良かった……何がどうなって閉じ込められたのかは分からないけれども(注:松子とシュガーたんの、長沼と天宮をラブラブにしてみよう計画に巻き込まれました)、どうやら無事に出られたようだ。
あざらしの飼育を手掛けて真面目にやって来て、ほんの気分転換から始めたギャンブルにのめり込んで、止められなくなった。そして、水族館の閉園。愛しい大福との涙の別れ、失業、借金、離婚、路上生活……考えれば、考えるほど、我が身に起こったことは、天罰であると言う気が、保坂はしてくる。

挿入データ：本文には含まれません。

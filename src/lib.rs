pub mod array;
pub mod cell;
pub mod error;
pub mod grid_args;
pub mod image;
pub mod slice_image;
pub mod transform;
pub mod util;
pub mod vtk;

そして、自分への天罰に、可愛い大福を巻き込んでしまった。保坂の目には、後悔の涙は浮かぶ。
「良かった! 意識が戻られたようですね」
先生は来た。
医師と共に現れたのは、長沼と天宮、そして新聞記者と名乗る男達数名だった。
……心臓が……。
急な動悸に襲われて、保坂の顔色は悪くなる。
「きゃあ、タモツさん!」
「大丈夫ですか? 皆さん、お静かに、インタビューは少しにして下さいね」
ここはドクターストップをすぐさまかけて欲しかった保坂であったが、医師は容赦ない。朦朧とする頭で、何とか「はあ」「へぇ」と返事すれば、隣から長沼と天宮が何やら口添えして……それで、インタビューとやらは完了して、勝手に写真を撮って、新聞記者達は帰っていった。
「良かったわぁ! タモツさんが無事で!」
「本当ですね。心配しましたよ」
にこやかな長沼と天宮。おそらく、保坂を助けてくれたのだろう。この病院に運んでくれたのは二人なのだろう。
だが、怖い。
なぜ、こんなに上機嫌なのか。
保坂には、それが分からなかった。
◇ ◇ ◇
あざらし幼稚園の控室。
松子がテレビを観ていると、見知った顔が出てくる。
「あ、保坂さんだ」
担架で運ばれる保坂を長沼と天宮が付き添っている。
「はい、視察先の研究施設での事故で、お一人体調を崩された人がいて、長沼さんと天宮さんが協力して助け出したのだそうです」
「素晴らしいですね!」
「ええ、選挙期間中の忙しい時期にも関わらず、お二人共スケジュールを放り出して人命救助を優先されたようです」
アナウンサー達が、画像に合わせてそんな話をしていた。
長沼と天宮が、鍵の壊れた研究室から献身的かつ英雄的決断の連続で、協力しあって保坂を助けたという感動ストーリーが語られる。
「え、そんな話だっけ?」
松子とシュガーたんで閉じ込めたのだ。
そんな話なわけがないのだ。
防犯カメラの画像には、いがみ合う長沼と天宮が映っていた。
もちろん、倒れた保坂を助け出した時には、長沼と天宮は協力しあっていたが、そんな美談が転がっていたとは、今、初めて知った。てか、鍵は慌ててシュガーたんが開けたし、どこに献身と英雄的決断が転がっていたのか、松子にはさっぱり分からない。
「こっわっっ! メディアこっわっ!」
いや、怖いのは、メディアではなく、長沼と天宮かもしれない。
松子は、捻じ曲げられまくった事実に背筋が寒くなった。